Keywords: invasive fungal infections, invasive mold infections, combat-related infections, recurrent wound necrosis, fungal colonization
Introduction
While advances in body armor and combat casualty care have led to improved survival rates from complex injuries during recent military conflicts,1-3 new complications during wound stabilization, treatment, and reconstruction are being observed. In particular, invasive fungal wound infections (IFI) have emerged in association with dismounted (foot patrol) blast injuries in southern Afghanistan.2,4-6 This environment is thought to harbor molds capable of inoculating wounds following detonation of improvised explosive devices.4,5 Wound contamination, a known factor related to IFI development among civilian trauma cases, allows for mold colonization or fungal invasion of viable tissue surrounding wound sites.2,5,7,8
Although not all wound contamination leads to IFI, the high mortality associated with the disease makes it a legitimate concern. A review of 929 cases of mucormycosis (primarily sinus, pulmonary, and cutaneous) reported a survival rate of 57% with surgery alone, 64% with only antifungal treatment, 70% when antifungal therapy was combined with surgery, and 3% when no treatment was initiated.9 In addition, following the tornado disaster in Joplin, Missouri, 13 patients developed IFI, of which 5 (38%) died despite antifungal and surgical treatment.8 Hence, once an IFI diagnosis is established, commencement of prompt treatment is critical. Given these high mortality rates, the risks of antifungal therapy (e.g., drug interactions, nephrotoxicity, and hepatotoxicity)10 are justified. When the diagnosis is less clear, the hazards of antifungal use warrant further scrutiny.
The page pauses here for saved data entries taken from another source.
use std::sync::atomic::{AtomicBool, Ordering};
use std::sync::{Arc, Mutex};
use std::thread::{self, JoinHandle};

use crossbeam_channel::{Receiver, Sender};
use log::{debug, trace};

use super::backend::{PageBackend, PageMemory};
use super::config::SweepingSupport;
use super::space::{Page, RawHeap};
use super::stats::StatsCollector;

#[derive(Debug, Clone, Copy, PartialEq, Eq)]
pub enum SweepingType {
    /// Sweep inline, inside the stop-the-world pause.
    Atomic,
    /// Sweep on the background worker; joined back at the next pause point.
    ConcurrentThenAtomic,
}

#[derive(Debug, Clone, Copy, PartialEq, Eq)]
pub enum CompactableSpaceHandling {
    /// Reclaim compactable spaces in this sweep.
    SweepNow,
    /// Leave compactable spaces to the compactor.
    DeferToCompaction,
}

#[derive(Debug, Clone, Copy)]
pub struct SweepingConfig {
    pub sweeping_type: SweepingType,
    pub compactable_space_handling: CompactableSpaceHandling,
}

/// The sweeping seam the heap drives. `finish_if_running` is a blocking
/// join: any path needing a consistent global view calls it before trusting
/// page contents.
pub trait Sweep: Send + Sync {
    fn start(&self, config: SweepingConfig);

    fn finish_if_running(&self);

    /// Residual bookkeeping that can complete without a pause: pruning free
    /// headers, returning empty pages, notifying the statistics collector.
    fn notify_done_if_needed(&self);
}

struct SweepShared {
    raw_heap: Arc<Mutex<RawHeap>>,
    stats: Arc<StatsCollector>,
    needs_done_notification: AtomicBool,
}

struct SweepJob {
    compactable_space_handling: CompactableSpaceHandling,
}

struct SweepSummary {
    freed_bytes: usize,
}

struct Worker {
    job_tx: Sender<SweepJob>,
    done_rx: Receiver<SweepSummary>,
    thread: JoinHandle<()>,
}

struct WorkerState {
    worker: Option<Worker>,
    pending: usize,
}

/// Default sweeper: frees every unmarked header, clears the mark bit on
/// survivors, and releases emptied pages back to the backend during the
/// done notification.
pub struct Sweeper {
    shared: Arc<SweepShared>,
    backend: Arc<dyn PageBackend>,
    support: SweepingSupport,
    state: Mutex<WorkerState>,
}

impl Sweeper {
    pub(crate) fn new(
        raw_heap: Arc<Mutex<RawHeap>>,
        backend: Arc<dyn PageBackend>,
        stats: Arc<StatsCollector>,
        support: SweepingSupport,
    ) -> Self {
        Self {
            shared: Arc::new(SweepShared {
                raw_heap,
                stats,
                needs_done_notification: AtomicBool::new(false),
            }),
            backend,
            support,
            state: Mutex::new(WorkerState {
                worker: None,
                pending: 0,
            }),
        }
    }
}

impl Sweep for Sweeper {
    fn start(&self, config: SweepingConfig) {
        // Two sweeps must not overlap.
        self.finish_if_running();

        let concurrent = config.sweeping_type == SweepingType::ConcurrentThenAtomic
            && self.support == SweepingSupport::IncrementalAndConcurrent;
        if !concurrent {
            sweep_spaces(&self.shared, config.compactable_space_handling);
            return;
        }

        let mut state = self.state.lock().unwrap();
        if state.worker.is_none() {
            let (job_tx, job_rx) = crossbeam_channel::unbounded::<SweepJob>();
            let (done_tx, done_rx) = crossbeam_channel::unbounded::<SweepSummary>();
            let shared = self.shared.clone();
            let thread = thread::spawn(move || {
                for job in job_rx {
                    let freed_bytes = sweep_spaces(&shared, job.compactable_space_handling);
                    if done_tx.send(SweepSummary { freed_bytes }).is_err() {
                        break;
                    }
                }
            });
            state.worker = Some(Worker {
                job_tx,
                done_rx,
                thread,
            });
        }
        state
            .worker
            .as_ref()
            .expect("worker was just spawned")
            .job_tx
            .send(SweepJob {
                compactable_space_handling: config.compactable_space_handling,
            })
            .expect("sweep worker hung up");
        state.pending += 1;
    }

    fn finish_if_running(&self) {
        let mut state = self.state.lock().unwrap();
        while state.pending > 0 {
            let summary = state
                .worker
                .as_ref()
                .expect("pending sweep without a worker")
                .done_rx
                .recv()
                .expect("sweep worker hung up");
            state.pending -= 1;
            debug!("joined background sweep, freed {} bytes", summary.freed_bytes);
        }
    }

    fn notify_done_if_needed(&self) {
        if !self
            .shared
            .needs_done_notification
            .swap(false, Ordering::SeqCst)
        {
            return;
        }

        let mut freed_pages = Vec::new();
        {
            let mut heap = self.shared.raw_heap.lock().unwrap();
            for space in heap.normal_spaces_mut() {
                collect_empty_pages(space.pages_mut(), &mut freed_pages);
            }
            for space in heap.custom_spaces_mut() {
                collect_empty_pages(space.pages_mut(), &mut freed_pages);
            }
        }
        for memory in freed_pages {
            self.shared.stats.notify_page_freed(memory.committed_bytes());
            self.backend.free_page(memory);
        }
        self.shared.stats.notify_sweeping_completed();
    }
}

impl Drop for Sweeper {
    fn drop(&mut self) {
        let worker = self.state.lock().unwrap().worker.take();
        if let Some(Worker {
            job_tx,
            done_rx,
            thread,
        }) = worker
        {
            drop(job_tx);
            drop(done_rx);
            let _ = thread.join();
        }
    }
}

fn sweep_spaces(shared: &SweepShared, handling: CompactableSpaceHandling) -> usize {
    let mut freed = 0;
    {
        let mut heap = shared.raw_heap.lock().unwrap();
        for space in heap.normal_spaces_mut() {
            let bytes = sweep_pages(space.pages_mut());
            space.sub_allocated_bytes(bytes);
            freed += bytes;
        }
        for space in heap.custom_spaces_mut() {
            if space.supports_compaction() && handling == CompactableSpaceHandling::DeferToCompaction
            {
                continue;
            }
            let bytes = sweep_pages(space.pages_mut());
            space.sub_allocated_bytes(bytes);
            freed += bytes;
        }
    }
    if freed > 0 {
        shared.stats.notify_object_bytes_reclaimed(freed);
    }
    shared.needs_done_notification.store(true, Ordering::SeqCst);
    trace!("sweep freed {freed} bytes");
    freed
}

fn sweep_pages(pages: &mut [Page]) -> usize {
    let mut freed = 0;
    for page in pages.iter_mut() {
        for header in page.headers_mut() {
            if header.is_free() {
                continue;
            }
            if header.is_marked() {
                header.unmark();
            } else {
                header.mark_free();
                freed += header.size();
            }
        }
    }
    freed
}

fn collect_empty_pages(pages: &mut Vec<Page>, freed: &mut Vec<PageMemory>) {
    let mut index = 0;
    while index < pages.len() {
        pages[index].prune_free_headers();
        if pages[index].is_empty() {
            freed.push(pages.swap_remove(index).into_memory());
        } else {
            index += 1;
        }
    }
}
This is often the case when wound cultures yield fungi, but histopathological evidence of infection and/or recurrent wound necrosis consistent with IFI are lacking.
With the rising awareness that early recognition and treatment were critical to effectively manage IFI, our clinicians were faced with a dilemma when wounds grew mold, but lacked the IFI hallmark of recurrent necrosis despite serial debridement. Consequently, there was uncertainty about the utility of antifungal therapy in these scenarios. Therefore, we evaluated the clinical relevance of fungal growth in association with wound appearance with respect to outcome by comparing data from patients with and without recurrent wound necrosis in order to provide clinicians with information to aid decision-making regarding the initiation of antifungal therapy.
Methods
Study Population
Data were collected from U.S. military personnel who were injured in combat in Afghanistan (June 2009 through August 2011), medically evacuated to Landstuhl Regional Medical Center (LRMC) in Germany for initial care, and then admitted to a participating U.S. military treatment facility (MTF): Walter Reed Army Medical Center in Washington, DC, National Naval Medical Center in Bethesda, MD, and San Antonio Military Medical Center in San Antonio, TX. The overarching project for this analysis is the ongoing five-year observational cohort study of short- and long-term infectious complications following deployment-related traumatic injuries during recent military conflicts; the U.S. Department of Defense (DoD) – Department of Veterans Affairs, Trauma Infectious Disease Outcomes Study (TIDOS).1
As previously described,4,11,12 a subset of the combat casualty population with suspected IFI was identified by reviewing the TIDOS database for wound cultures with fungal growth and/or fungal elements on histology (i.e., viable tissue invasion with/without fungal hyphae angioinvasion) in association with traumatic wounds. As part of the process to identify patients for inclusion, histopathology (reviewed by two surgical pathologists) and clinical mycology reports were evaluated. Moreover, records from the infectious disease and trauma surgery services were examined.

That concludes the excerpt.